Why is it irrelevant when the code is run only once pr. launch? I once used a browser which used an O(nn) algorithm to load and parse bookmarks, and as my bookmarks grew, the startup time got worse and worse. Certainly this was irritating, even though it was only once pr. launch.*

When is datasets of fixed size? when are they so small (i.e. 8 elements) that one should choose an algorithm with a worse time complexity?

Don’t you think the “physical” limitations of your system may change? i.e. the first PCs did not allow for more than 640 KB of memory nor more than 32 MB harddrives – even a year ago 2 GB was the maximum amount of memory we could place in our Macs, today it’s 8 GB…

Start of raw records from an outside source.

//! Normality tests for residuals or any sample
//!
//! - **Kolmogorov-Smirnov** against a normal distribution with the sample's
//!   mean and standard deviation, with the asymptotic Kolmogorov p-value.
//! - **Jarque-Bera** from the population (biased) skewness and kurtosis.
//! - **Shapiro-Wilk** (optional) using Royston's approximation.
//!
//! The bias-corrected sample skewness and excess kurtosis in
//! [`Descriptives`] are reported alongside but never enter a statistic.
//!
//! # References
//!
//! - Jarque & Bera (1987). "A test for normality of observations and
//!   regression residuals". International Statistical Review, 55(2).
//! - Royston (1992). "Approximating the Shapiro-Wilk W-test for
//!   non-normality". Statistics and Computing, 2, 117–119.
//! - Royston (1995). "Remark AS R94". Applied Statistics, 44(4), 547–551.

use std::f64::consts::PI;

use serde::{Deserialize, Serialize};

use sd_core::data::DataError;
use sd_core::{special, stats};

use crate::base::{ModelError, Result, TestResult, TestStatistic, aggregate_verdict};

#[cfg(test)]
mod tests;

pub const KOLMOGOROV_SMIRNOV: &str = "Kolmogorov-Smirnov Test";
pub const JARQUE_BERA: &str = "Jarque-Bera Test";
pub const SHAPIRO_WILK: &str = "Shapiro-Wilk Test";

const KS_MAX_TERMS: usize = 100;
const KS_TERM_TOLERANCE: f64 = 1e-10;

/// Largest sample the Royston approximation covers
pub const SHAPIRO_WILK_MAX_OBS: usize = 5000;

// ==================== Configuration ====================

/// Which normality tests to run
#[derive(Debug, Clone, PartialEq, Serialize, Deserialize)]
#[serde(rename_all = "camelCase", default)]
pub struct NormalityConfig {
    pub kolmogorov_smirnov: bool,
    pub jarque_bera: bool,
    pub shapiro_wilk: bool,
    /// Histogram bin count; Sturges' rule when absent
    pub histogram_bins: Option<usize>,
}

impl Default for NormalityConfig {
    fn default() -> Self {
        Self {
            kolmogorov_smirnov: true,
            jarque_bera: true,
            shapiro_wilk: false,
            histogram_bins: None,
        }
    }
}

// ==================== Descriptives ====================

/// Bias-corrected shape statistics, for reporting only
#[derive(Debug, Clone, Copy, Default, PartialEq, Serialize, Deserialize)]
#[serde(rename_all = "camelCase")]
pub struct Descriptives {
    /// Sample skewness G₁
    pub skewness: Option<f64>,
    /// Sample excess kurtosis G₂
    pub excess_kurtosis: Option<f64>,
}

impl Descriptives {
    pub fn from_data(data: &[f64]) -> Self {
        Self {
            skewness: stats::sample_skewness(data),
            excess_kurtosis: stats::sample_excess_kurtosis(data),
        }
    }
}

// ==================== Kolmogorov-Smirnov ====================

/// Kolmogorov-Smirnov test against N(x̄, s²).
///
/// The statistic is D; its p-value is the Kolmogorov upper tail at
/// λ = (√n + 0.12 + 0.11/√n)·D.
pub fn kolmogorov_smirnov(data: &[f64]) -> Result<TestStatistic> {
    let n = data.len();
    check_sample(data, 3)?;

    let mean = stats::mean(data).ok_or(DataError::EmptyInput("sample"))?;
    let sd = stats::std_dev(data).ok_or(DataError::EmptyInput("sample"))?;
    if sd <= 0.0 {
        return Err(ModelError::ZeroVariance {
            context: "Kolmogorov-Smirnov sample",
        });
    }

    let nf = n as f64;
    let mut d = 0.0_f64;
    for (i, &x) in stats::sorted(data).iter().enumerate() {
        let cdf = special::normal_cdf((x - mean) / sd);
        let above = (i + 1) as f64 / nf - cdf;
        let below = cdf - i as f64 / nf;
        d = d.max(above.abs()).max(below.abs());
    }

    let sqrt_n = nf.sqrt();
    let lambda = (sqrt_n + 0.12 + 0.11 / sqrt_n) * d;
    let p_value = kolmogorov_p_value(lambda);

    log::debug!("Kolmogorov-Smirnov: D = {:.6}, λ = {:.6}, p = {:.6}", d, lambda, p_value);
    Ok(TestStatistic::new(d, None, p_value))
}

/// Upper tail Q(λ) = 2 Σ (−1)^(k−1) exp(−2k²λ²).
///
/// Returns 1 when the series has not converged within its term budget,
/// which only happens for small λ.
pub fn kolmogorov_p_value(lambda: f64) -> f64 {
    let mut sum = 0.0;
    let mut sign = 1.0;
    for k in 1..=KS_MAX_TERMS {
        let k = k as f64;
        let term = 2.0 * sign * (-2.0 * k * k * lambda * lambda).exp();
        sum += term;
        if term.abs() < KS_TERM_TOLERANCE {
            return sum.clamp(0.0, 1.0);
        }
        sign = -sign;
    }
    1.0
}

// ==================== Jarque-Bera ====================

/// Jarque-Bera test, JB = n/6 · (S² + (K − 3)²/4) against chi-square(2)
pub fn jarque_bera(data: &[f64]) -> Result<TestStatistic> {
    let n = data.len();
    check_sample(data, 4)?;

    let zero_variance = || ModelError::ZeroVariance {
        context: "Jarque-Bera sample",
    };
    let skewness = stats::skewness(data).ok_or_else(zero_variance)?;
    let kurtosis = stats::kurtosis(data).ok_or_else(zero_variance)?;

    let statistic =
        n as f64 / 6.0 * (skewness * skewness + (kurtosis - 3.0).powi(2) / 4.0);
    let df = 2.0;
    let p_value = special::chi_square_sf(statistic, df);

    log::debug!(
        "Jarque-Bera: JB = {:.6}, S = {:.6}, K = {:.6}, p = {:.6}",
        statistic,
        skewness,
        kurtosis,
        p_value
    );
    Ok(TestStatistic::new(statistic, Some(df), p_value))
}

// ==================== Shapiro-Wilk ====================

// Royston polynomial coefficients (AS R94)
const SW_C1: [f64; 6] = [0.0, 0.221157, -0.147981, -2.07119, 4.434685, -2.706056];
const SW_C2: [f64; 6] = [0.0, 0.042981, -0.293762, -1.752461, 5.682633, -3.582633];
const SW_C3: [f64; 4] = [0.544, -0.39978, 0.025054, -6.714e-4];
const SW_C4: [f64; 4] = [1.3822, -0.77857, 0.062767, -0.0020322];
const SW_C5: [f64; 4] = [-1.5861, -0.31082, -0.083751, 0.0038915];
const SW_C6: [f64; 3] = [-0.4803, -0.082676, 0.0030302];
const SW_G: [f64; 2] = [-2.273, 0.459];

/// Shapiro-Wilk W test for 3 ≤ n ≤ 5000
pub fn shapiro_wilk(data: &[f64]) -> Result<TestStatistic> {
    let n = data.len();
    check_sample(data, 3)?;
    if n > SHAPIRO_WILK_MAX_OBS {
        return Err(ModelError::InvalidConfig {
            message: format!(
                "Shapiro-Wilk supports at most {} observations, got {}",
                SHAPIRO_WILK_MAX_OBS, n
            ),
        });
    }

    let x = stats::sorted(data);
    let mean = stats::mean(&x).ok_or(DataError::EmptyInput("sample"))?;
    let ss: f64 = x.iter().map(|v| (v - mean).powi(2)).sum();
    if ss <= 0.0 {
        return Err(ModelError::ZeroVariance {
            context: "Shapiro-Wilk sample",
        });
    }

    if n == 3 {
        let w = (0.5 * (x[2] - x[0]).powi(2) / ss).clamp(0.75, 1.0);
        let p_value = (6.0 / PI * (w.sqrt().asin() - PI / 3.0)).clamp(0.0, 1.0);
        return Ok(TestStatistic::new(w, None, p_value));
    }

    let a = sw_coefficients(n)?;
    let numerator: f64 = a
        .iter()
        .enumerate()
        .map(|(i, ai)| ai * (x[n - 1 - i] - x[i]))
        .sum();
    let w = (numerator * numerator / ss).min(1.0);
    let p_value = sw_p_value(w, n).clamp(0.0, 1.0);

    log::debug!("Shapiro-Wilk: W = {:.6}, p = {:.6}", w, p_value);
    Ok(TestStatistic::new(w, None, p_value))
}

/// Polynomial c₀ + c₁x + c₂x² + ... by Horner's rule
fn sw_poly(c: &[f64], x: f64) -> f64 {
    c.iter().rev().fold(0.0, |acc, &ci| acc * x + ci)
}

/// Antisymmetric weights for the lower half of the order statistics
fn sw_coefficients(n: usize) -> Result<Vec<f64>> {
    let half = n / 2;
    let nf = n as f64;

    // Blom scores for the expected normal order statistics
    let m: Vec<f64> = (0..half)
        .map(|i| special::normal_quantile((i as f64 + 1.0 - 0.375) / (nf + 0.25)))
        .collect();
    let summ2 = 2.0 * m.iter().map(|v| v * v).sum::<f64>();
    let ssumm2 = summ2.sqrt();
    let rsn = 1.0 / nf.sqrt();

    let a1 = sw_poly(&SW_C1, rsn) - m[0] / ssumm2;
    let mut a = vec![0.0; half];
    a[0] = a1;

    let (corrected, fac_sq, one_minus) = if n > 5 {
        let a2 = -m[1] / ssumm2 + sw_poly(&SW_C2, rsn);
        a[1] = a2;
        (
            2,
            summ2 - 2.0 * m[0] * m[0] - 2.0 * m[1] * m[1],
            1.0 - 2.0 * a1 * a1 - 2.0 * a2 * a2,
        )
    } else {
        (1, summ2 - 2.0 * m[0] * m[0], 1.0 - 2.0 * a1 * a1)
    };

    if fac_sq <= 0.0 || one_minus <= 0.0 {
        return Err(ModelError::NumericalError {
            message: "non-positive normalization".to_string(),
            operation: "shapiro_wilk coefficients".to_string(),
        });
    }
    let fac = (fac_sq / one_minus).sqrt();
    for i in corrected..half {
        a[i] = -m[i] / fac;
    }

    Ok(a)
}

/// Royston's normalizing transformation of 1 − W
fn sw_p_value(w: f64, n: usize) -> f64 {
    let nf = n as f64;
    let w1 = 1.0 - w;
    if w1 <= 0.0 {
        return 1.0;
    }
    let y = w1.ln();

    let (z, mu, sigma) = if n <= 11 {
        let gamma = sw_poly(&SW_G, nf);
        if y >= gamma {
            return 0.0;
        }
        (-(gamma - y).ln(), sw_poly(&SW_C3, nf), sw_poly(&SW_C4, nf).exp())
    } else {
        let ln_n = nf.ln();
        (y, sw_poly(&SW_C5, ln_n), sw_poly(&SW_C6, ln_n).exp())
    };

    1.0 - special::normal_cdf((z - mu) / sigma)
}

fn check_sample(data: &[f64], required: usize) -> Result<()> {
    if data.len() < required {
        return Err(ModelError::InsufficientObservations {
            required,
            actual: data.len(),
        });
    }
    if data.iter().any(|v| !v.is_finite()) {
        return Err(DataError::NonFinite("sample").into());
    }
    Ok(())
}

// ==================== Suite ====================

/// Results of the enabled normality tests
#[derive(Debug, Clone, PartialEq)]
pub struct NormalitySuite {
    pub kolmogorov_smirnov: Option<TestResult>,
    pub jarque_bera: Option<TestResult>,
    pub shapiro_wilk: Option<TestResult>,
    pub descriptives: Descriptives,
    /// Normal unless a completed test rejects
    pub is_normal: bool,
}

impl NormalitySuite {
    /// Every enabled test failed with the same error
    pub fn failed(error: &ModelError, config: &NormalityConfig) -> Self {
        let fail = |enabled: bool, name: &str| {
            enabled.then(|| TestResult::failed(name, error.clone()))
        };
        Self {
            kolmogorov_smirnov: fail(config.kolmogorov_smirnov, KOLMOGOROV_SMIRNOV),
            jarque_bera: fail(config.jarque_bera, JARQUE_BERA),
            shapiro_wilk: fail(config.shapiro_wilk, SHAPIRO_WILK),
            descriptives: Descriptives::default(),
            is_normal: true,
        }
    }

    /// Results of the tests that ran
    pub fn results(&self) -> impl Iterator<Item = &TestResult> {
        [&self.kolmogorov_smirnov, &self.jarque_bera, &self.shapiro_wilk]
            .into_iter()
            .flatten()
    }
}

/// Run the configured tests on a sample
pub fn normality_tests(data: &[f64], config: &NormalityConfig) -> NormalitySuite {
    let kolmogorov_smirnov = config
        .kolmogorov_smirnov
        .then(|| TestResult::from_result(KOLMOGOROV_SMIRNOV, kolmogorov_smirnov(data)));
    let jarque_bera = config
        .jarque_bera
        .then(|| TestResult::from_result(JARQUE_BERA, jarque_bera(data)));
    let shapiro_wilk = config
        .shapiro_wilk
        .then(|| TestResult::from_result(SHAPIRO_WILK, shapiro_wilk(data)));

    let is_normal = aggregate_verdict(
        [&kolmogorov_smirnov, &jarque_bera, &shapiro_wilk]
            .into_iter()
            .flatten(),
    );

    NormalitySuite {
        kolmogorov_smirnov,
        jarque_bera,
        shapiro_wilk,
        descriptives: Descriptives::from_data(data),
        is_normal,
    }
}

I really think you exaggerate in your statements, and I do not see how thinking about time complexity should interfere with program modularity/design.

Also, I think good programs are those which are not rushed to marked and then “improved” when they figure out that e.g. text layout is unusable with more than 100 KB’s of text etc.

On small data sets, the actual complexity of an algorithm can be dominated by the constant. There was some interesting work done a few years ago by a guy that proved that bubble sort was much faster than quick sort when used on data sets which have a certain size relative to your CPU cache and memory latency. It was to illustrate that there is a physical reality underlying the math which the raw complexity ignores. The bubble sort algorithm, specifically, has the property of getting very high cache-hit ratios versus quick sort which tends to do quite poorly in that respect. However, as the data set gets larger, eventually quick sort does become better, in any case. One way or another, it is not to say that TimeComplexity may not become the purely relevant factor, later on, but that the relevant factor may not be apparent, or constant, throughout the life cycle of the program. This is to get back to the original poster talking about how it is quite often not easy to identify the slowest parts of the code until it is complete and can be profiled.

To prove buble sort faster than merge sort is easy: worst case buble sort needs n(n-1)/2 operations and merge sort needs nlg(n), so we just need to prove that n(n-1)/2 < nlg(n), which is true when n < 8. The guy you refer to probably *showed that buble sort was faster for e.g. 10-30 elements, this is different, and there have been lots of similar people showing that one algorithm with a worse time complexity performs better for a given data set, but their “research” is not very useful, and does not in any way affect the usefulness of time complexity.*

Quick sort is btw only *expected to run in O(n lg n), the worst case running time is the same as the buble sort, making this guys research even less interesting.*

Although it is obviously possible for a good algorithm to still be implemented with good code (design, in general), it has been my experience that developers tend to let design slide when they are more concerned with “efficiency.” If they stick to the design, however, it can still work. This is best enforced by OptimizeLater.

It has been my experience that compromises made early-on in development to facilitate fast execution, result in code which is difficult to maintain. Coming up with a good design, before hand, and shipping a product that is feature complete at least proves that the work can be done with that design. Later optimizations can be made within the design to ensure that continued development and maintenance is not compromised. Although it is possible to optimize as the design unfolds, doing so tends to make the code less flexible.

–JeffDisher

TimeComplexity generally comes with the clause: for high values of n. The rationale being that you generally do not care for low values of n, since even an exponential sort may perform satisfyingly when only a few values needs to be sorted. We are only concerned about how the function scales, and this should be part of the design from day one – practical optimizations should of course not.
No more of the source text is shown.